On May 13th 2009 I was live blogging at the conference Print/Pixel, organised by the MA Media Design of the Piet Zwart Academy in Rotterdam. This is a copy of my posts, unedited, as they can also be found at http://blog.wdka.nl/communication-in-a-digital-age.

Final Session

13 mei 2009 - crajj

Wednesday 13th May 2009 16:00:00 - 17:00:00

For the final session Simon Worthington, Alessando Ludovico, Edwin Schravesande, the people of the OPL, Gerrit Imsieke and Florian Cramer gather around the table.

The first issue that is raised is the relation between creators (content-creators) and designers? Between what is editorial work and what is design? A conventional way of anwering this is hinting at the real difference between people who are good at words and those who are good at visual stuff. Yet it is the entanglement of technical protocols (in software and CMS’s), and the way in which our tools deal with design and with content — prestructuring and structuring both — it is our CMS’s and tools with their prestructured designs (themes) and automated document conversions — which, well, makes us think again about it.

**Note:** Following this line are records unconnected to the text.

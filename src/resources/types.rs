use serde::{Deserialize, Serialize};

use crate::database::models::{Resource, ResourceInteraction};

#[derive(Debug, Clone, Copy, PartialEq, Eq, Serialize, Deserialize)]
#[serde(rename_all = "snake_case")]
pub enum ResourceType {
    Article,
    Video,
    Audio,
    Exercise,
    Meditation,
    JournalPrompt,
    Worksheet,
    Infographic,
}

impl ResourceType {
    pub fn as_str(&self) -> &'static str {
        match self {
            ResourceType::Article => "article",
            ResourceType::Video => "video",
            ResourceType::Audio => "audio",
            ResourceType::Exercise => "exercise",
            ResourceType::Meditation => "meditation",
            ResourceType::JournalPrompt => "journal_prompt",
            ResourceType::Worksheet => "worksheet",
            ResourceType::Infographic => "infographic",
        }
    }

    pub fn from_str(s: &str) -> Option<Self> {
        match s {
            "article" => Some(ResourceType::Article),
            "video" => Some(ResourceType::Video),
            "audio" => Some(ResourceType::Audio),
            "exercise" => Some(ResourceType::Exercise),
            "meditation" => Some(ResourceType::Meditation),
            "journal_prompt" => Some(ResourceType::JournalPrompt),
            "worksheet" => Some(ResourceType::Worksheet),
            "infographic" => Some(ResourceType::Infographic),
            _ => None,
        }
    }
}

/// Staff action named in `/admin/resources/{id}/{action}`.
#[derive(Debug, Clone, Copy, PartialEq, Eq)]
pub enum ResourceAction {
    Feature,
    Unfeature,
    Publish,
    Unpublish,
}

impl ResourceAction {
    pub fn as_str(&self) -> &'static str {
        match self {
            ResourceAction::Feature => "feature",
            ResourceAction::Unfeature => "unfeature",
            ResourceAction::Publish => "publish",
            ResourceAction::Unpublish => "unpublish",
        }
    }

    pub fn from_str(s: &str) -> Option<Self> {
        match s {
            "feature" => Some(ResourceAction::Feature),
            "unfeature" => Some(ResourceAction::Unfeature),
            "publish" => Some(ResourceAction::Publish),
            "unpublish" => Some(ResourceAction::Unpublish),
            _ => None,
        }
    }
}

#[derive(Debug, Clone, Default, Deserialize)]
pub struct ResourceQuery {
    #[serde(rename = "type")]
    pub resource_type: Option<String>,
    pub topic: Option<String>,
    pub q: Option<String>,
}

#[derive(Debug, Clone, Deserialize)]
pub struct ResourceInput {
    pub title: String,
    pub resource_type: String,
    pub description: String,
    #[serde(default)]
    pub content: String,
    #[serde(default)]
    pub url: String,
    #[serde(default)]
    pub author: String,
    pub duration_minutes: Option<i64>,
    #[serde(default)]
    pub tags: Vec<String>,
    #[serde(default)]
    pub mental_health_topics: Vec<String>,
    pub language: Option<String>,
    #[serde(default)]
    pub is_featured: bool,
}

/// Partial update of the caller's interaction; absent fields are left as is.
#[derive(Debug, Clone, Default, Deserialize)]
pub struct InteractionInput {
    pub liked: Option<bool>,
    pub saved: Option<bool>,
    pub completed: Option<bool>,
    pub rating: Option<i64>,
    pub progress_percentage: Option<i64>,
}

#[derive(Debug, Clone, Serialize)]
pub struct InteractionResult {
    pub interaction: ResourceInteraction,
    pub resource: Resource,
}
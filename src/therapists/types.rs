use chrono::NaiveTime;
use serde::{Deserialize, Serialize};
use sqlx::FromRow;

use crate::database::models::{AvailabilitySlot, TherapistProfile, TherapistReview};

#[derive(Debug, Clone, Copy, PartialEq, Eq, Serialize, Deserialize)]
#[serde(rename_all = "snake_case")]
pub enum Specialization {
    ClinicalPsychology,
    Counseling,
    Psychiatry,
    Cbt,
    ChildPsychology,
    Trauma,
    Addiction,
    FamilyTherapy,
}

impl Specialization {
    pub fn as_str(&self) -> &'static str {
        match self {
            Specialization::ClinicalPsychology => "clinical_psychology",
            Specialization::Counseling => "counseling",
            Specialization::Psychiatry => "psychiatry",
            Specialization::Cbt => "cbt",
            Specialization::ChildPsychology => "child_psychology",
            Specialization::Trauma => "trauma",
            Specialization::Addiction => "addiction",
            Specialization::FamilyTherapy => "family_therapy",
        }
    }

    pub fn from_str(s: &str) -> Option<Self> {
        match s {
            "clinical_psychology" => Some(Specialization::ClinicalPsychology),
            "counseling" => Some(Specialization::Counseling),
            "psychiatry" => Some(Specialization::Psychiatry),
            "cbt" => Some(Specialization::Cbt),
            "child_psychology" => Some(Specialization::ChildPsychology),
            "trauma" => Some(Specialization::Trauma),
            "addiction" => Some(Specialization::Addiction),
            "family_therapy" => Some(Specialization::FamilyTherapy),
            _ => None,
        }
    }
}

#[derive(Debug, Clone, Deserialize)]
pub struct TherapistProfileInput {
    pub license_number: String,
    pub specializations: Vec<String>,
    pub years_of_experience: i64,
    #[serde(default)]
    pub education: String,
    #[serde(default)]
    pub certifications: String,
    #[serde(default)]
    pub practice_name: String,
    pub consultation_fee: Option<f64>,
    #[serde(default)]
    pub accepts_insurance: bool,
    #[serde(default)]
    pub languages_spoken: Vec<String>,
    pub max_clients: Option<i64>,
}

#[derive(Debug, Clone, Default, Deserialize)]
pub struct TherapistSearch {
    pub specialization: Option<String>,
    pub language: Option<String>,
    #[serde(alias = "experience")]
    pub min_experience: Option<i64>,
}

#[derive(Debug, Clone, Deserialize)]
pub struct AvailabilityInput {
    pub day_of_week: i64,
    pub start_time: NaiveTime,
    pub end_time: NaiveTime,
}

#[derive(Debug, Clone, Deserialize)]
pub struct AvailabilityToggle {
    pub available: bool,
}

/// A directory row: the profile plus the therapist's display name.
#[derive(Debug, Clone, Serialize, FromRow)]
pub struct TherapistListing {
    #[sqlx(flatten)]
    #[serde(flatten)]
    pub profile: TherapistProfile,
    pub display_name: String,
}

#[derive(Debug, Clone, Serialize)]
pub struct TherapistDetail {
    pub therapist: TherapistListing,
    pub availability: Vec<AvailabilitySlot>,
    pub reviews: Vec<TherapistReview>,
}
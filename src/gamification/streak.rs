use chrono::NaiveDate;
use serde::Serialize;

/// A consecutive-day counter as stored on `user_streaks`.
#[derive(Debug, Clone, Copy, PartialEq, Eq, Serialize)]
pub struct Streak {
    pub current: i64,
    pub longest: i64,
    pub last: Option<NaiveDate>,
}

impl Streak {
    pub fn new(current: i64, longest: i64, last: Option<NaiveDate>) -> Self {
        Self { current, longest, last }
    }

    /// Advance the streak for activity on `day`.
    ///
    /// Same day leaves it untouched, the following day extends it, any gap
    /// restarts it at 1. A day earlier than `last` is a back-filled entry and
    /// does not move the streak.
    pub fn advance(self, day: NaiveDate) -> Streak {
        let current = match self.last {
            Some(last) if day <= last => return self,
            Some(last) if last.succ_opt() == Some(day) => self.current + 1,
            _ => 1,
        };

        Streak {
            current,
            longest: self.longest.max(current),
            last: Some(day),
        }
    }
}

#[cfg(test)]
mod tests {
    use super::*;

    fn day(d: u32) -> NaiveDate {
        NaiveDate::from_ymd_opt(2024, 3, d).unwrap()
    }

    #[test]
    fn first_day_starts_at_one() {
        let s = Streak::new(0, 0, None).advance(day(1));
        assert_eq!(s, Streak::new(1, 1, Some(day(1))));
    }

    #[test]
    fn consecutive_days_extend() {
        let s = Streak::new(0, 0, None).advance(day(1)).advance(day(2)).advance(day(3));
        assert_eq!(s.current, 3);
        assert_eq!(s.longest, 3);
    }

    #[test]
    fn same_day_is_unchanged() {
        let s = Streak::new(4, 6, Some(day(10)));
        assert_eq!(s.advance(day(10)), s);
    }

    #[test]
    fn gap_resets_but_keeps_longest() {
        let s = Streak::new(5, 5, Some(day(10))).advance(day(12));
        assert_eq!(s, Streak::new(1, 5, Some(day(12))));
    }

    #[test]
    fn backfilled_day_is_ignored() {
        let s = Streak::new(3, 3, Some(day(10)));
        assert_eq!(s.advance(day(8)), s);
    }

    #[test]
    fn month_boundary_counts_as_consecutive() {
        let feb_end = NaiveDate::from_ymd_opt(2024, 2, 29).unwrap();
        let s = Streak::new(2, 2, Some(feb_end)).advance(day(1));
        assert_eq!(s.current, 3);
    }
}
use chrono::{NaiveDate, NaiveTime};
use serde::{Deserialize, Serialize};

#[derive(Debug, Clone, Copy, PartialEq, Eq, Serialize, Deserialize)]
#[serde(rename_all = "snake_case")]
pub enum SessionType {
    Video,
    Audio,
    Chat,
    InPerson,
}

impl SessionType {
    pub fn as_str(&self) -> &'static str {
        match self {
            SessionType::Video => "video",
            SessionType::Audio => "audio",
            SessionType::Chat => "chat",
            SessionType::InPerson => "in_person",
        }
    }

    pub fn from_str(s: &str) -> Option<Self> {
        match s {
            "video" => Some(SessionType::Video),
            "audio" => Some(SessionType::Audio),
            "chat" => Some(SessionType::Chat),
            "in_person" => Some(SessionType::InPerson),
            _ => None,
        }
    }
}

#[derive(Debug, Clone, Copy, PartialEq, Eq, Serialize, Deserialize)]
#[serde(rename_all = "snake_case")]
pub enum AppointmentStatus {
    Scheduled,
    Confirmed,
    InProgress,
    Completed,
    Cancelled,
    NoShow,
}

impl AppointmentStatus {
    pub fn as_str(&self) -> &'static str {
        match self {
            AppointmentStatus::Scheduled => "scheduled",
            AppointmentStatus::Confirmed => "confirmed",
            AppointmentStatus::InProgress => "in_progress",
            AppointmentStatus::Completed => "completed",
            AppointmentStatus::Cancelled => "cancelled",
            AppointmentStatus::NoShow => "no_show",
        }
    }

    pub fn from_str(s: &str) -> Option<Self> {
        match s {
            "scheduled" => Some(AppointmentStatus::Scheduled),
            "confirmed" => Some(AppointmentStatus::Confirmed),
            "in_progress" => Some(AppointmentStatus::InProgress),
            "completed" => Some(AppointmentStatus::Completed),
            "cancelled" => Some(AppointmentStatus::Cancelled),
            "no_show" => Some(AppointmentStatus::NoShow),
            _ => None,
        }
    }

    /// Statuses that hold the therapist's time.
    pub fn blocks_calendar(&self) -> bool {
        matches!(
            self,
            AppointmentStatus::Scheduled | AppointmentStatus::Confirmed | AppointmentStatus::InProgress
        )
    }
}

/// Who is acting on an appointment.
#[derive(Debug, Clone, Copy, PartialEq, Eq)]
pub enum Party {
    Client,
    Therapist,
    Admin,
}

#[derive(Debug, Clone, Copy, PartialEq, Eq)]
pub enum AppointmentAction {
    Confirm,
    Start,
    Complete,
    Cancel,
    NoShow,
}

impl AppointmentAction {
    pub fn as_str(&self) -> &'static str {
        match self {
            AppointmentAction::Confirm => "confirm",
            AppointmentAction::Start => "start",
            AppointmentAction::Complete => "complete",
            AppointmentAction::Cancel => "cancel",
            AppointmentAction::NoShow => "no-show",
        }
    }

    pub fn from_str(s: &str) -> Option<Self> {
        match s {
            "confirm" => Some(AppointmentAction::Confirm),
            "start" => Some(AppointmentAction::Start),
            "complete" => Some(AppointmentAction::Complete),
            "cancel" => Some(AppointmentAction::Cancel),
            "no-show" | "no_show" => Some(AppointmentAction::NoShow),
            _ => None,
        }
    }

    pub fn allowed_for(&self, party: Party) -> bool {
        match self {
            AppointmentAction::Confirm | AppointmentAction::Complete | AppointmentAction::NoShow => {
                matches!(party, Party::Therapist | Party::Admin)
            }
            AppointmentAction::Start => party == Party::Therapist,
            AppointmentAction::Cancel => matches!(party, Party::Client | Party::Therapist),
        }
    }

    /// The status this action moves to, if it is valid from `from`.
    pub fn transition(&self, from: AppointmentStatus) -> Option<AppointmentStatus> {
        use AppointmentStatus::*;
        match (self, from) {
            (AppointmentAction::Confirm, Scheduled) => Some(Confirmed),
            (AppointmentAction::Start, Confirmed) => Some(InProgress),
            (AppointmentAction::Complete, Confirmed | InProgress) => Some(Completed),
            (AppointmentAction::Cancel, Scheduled | Confirmed) => Some(Cancelled),
            (AppointmentAction::NoShow, Scheduled | Confirmed) => Some(NoShow),
            _ => None,
        }
    }
}

#[derive(Debug, Clone, Deserialize)]
pub struct BookAppointment {
    pub therapist_id: String,
    pub session_type: String,
    pub scheduled_date: NaiveDate,
    pub scheduled_time: NaiveTime,
    pub duration_minutes: Option<i64>,
    #[serde(default)]
    pub notes_for_therapist: String,
}

#[derive(Debug, Clone, Default, Deserialize)]
pub struct AppointmentQuery {
    #[serde(default)]
    pub upcoming: bool,
    /// List the caller's sessions as therapist instead of as client.
    #[serde(default)]
    pub as_therapist: bool,
}

#[derive(Debug, Clone, Deserialize)]
pub struct SessionNoteInput {
    pub presenting_issue: String,
    pub observations: String,
    pub risk_assessment: String,
    pub progress_notes: String,
    #[serde(default)]
    pub follow_up_needed: bool,
    pub follow_up_date: Option<NaiveDate>,
}

#[derive(Debug, Clone, Deserialize)]
pub struct ReviewInput {
    pub rating: i64,
    pub professionalism: i64,
    pub effectiveness: i64,
    pub empathy: i64,
    pub would_recommend: bool,
    #[serde(default)]
    pub review_text: String,
    #[serde(default)]
    pub is_anonymous: bool,
}

#[cfg(test)]
mod tests {
    use super::*;

    #[test]
    fn transitions_follow_the_lifecycle() {
        use AppointmentStatus::*;
        assert_eq!(AppointmentAction::Confirm.transition(Scheduled), Some(Confirmed));
        assert_eq!(AppointmentAction::Start.transition(Confirmed), Some(InProgress));
        assert_eq!(AppointmentAction::Complete.transition(InProgress), Some(Completed));
        assert_eq!(AppointmentAction::Complete.transition(Confirmed), Some(Completed));
        assert_eq!(AppointmentAction::Cancel.transition(Confirmed), Some(Cancelled));
        assert_eq!(AppointmentAction::NoShow.transition(Scheduled), Some(NoShow));

        assert_eq!(AppointmentAction::Start.transition(Scheduled), None);
        assert_eq!(AppointmentAction::Cancel.transition(Completed), None);
        assert_eq!(AppointmentAction::Complete.transition(Cancelled), None);
    }

    #[test]
    fn only_the_right_party_may_act() {
        assert!(AppointmentAction::Cancel.allowed_for(Party::Client));
        assert!(!AppointmentAction::Confirm.allowed_for(Party::Client));
        assert!(AppointmentAction::Confirm.allowed_for(Party::Admin));
        assert!(!AppointmentAction::Start.allowed_for(Party::Admin));
        assert!(!AppointmentAction::Cancel.allowed_for(Party::Admin));
    }
}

Gerrit Imsieke drops a nice quotable statement: “Design is also an elegant design solution. There is design in programming”.

The amateur - professional split comes up of course. The ‘themes’ of Wordpress bring okay graphic design in the hands of anyone willing to choose a nice template; yet also the ‘amateur’ world also exactly has the freedom to use ugly designs, just as the fanzines & small zines (50.000 there were at least) of the eighties and nineties.

The second issue is that of the reason for POD and for the e-readers. Is it secretly a question of aesthetics, Florian Cramer asks, rather as a concluding statement, that we choose for them because it makes the text look better? Because, why an e-reader, when we already have either a mobile phone with a decent display, or a small laptop? Why print texts, if not because the text looks better on a piece of paper?

Alternative titles for the conference Print/Pixel — though all speakers think it is a good title: “Programming design” (Gerrit Imsieke), “System design” (Simon Worthington), “Print 2.0″ (OPL), “Integration and convergence”, “Publishing, real soon now” (to bring in the ambiguity), “Scalability” (Schravesande: a lot of desing work will be done in scalability, like taking away pictures as soon as the screen becomes too small).

Florian plays the devil’s advocate: “All the mentioned alternatives are characteristic of web design.”

Nobody disagrees on that. Yet the web-model is a terrible thing in many respects, design-wise. There certainly is much bad web design conventions. There is a lot of room for improvement. As I guess anybody who was ever involved in the development of a larger website, using a CMS, knows. On the other hand: there is not one web design model, as there is also not one print design model.

But there is one important aspect to the web design model which is always, or almost always true: the fact that visual design is seperate from the content (being a seperate file — .css). On the other hand, wikipedia (Cramer says) pushes a certain design from content.

Alessandro states: until now print and pixel were just fiancees, now they are married, then the problems start.

Not covered until now is the possibility of doing generative printing on demand: the possibility to customize every single copy of a publication. It is technically possible (the PZI did a project, and used it).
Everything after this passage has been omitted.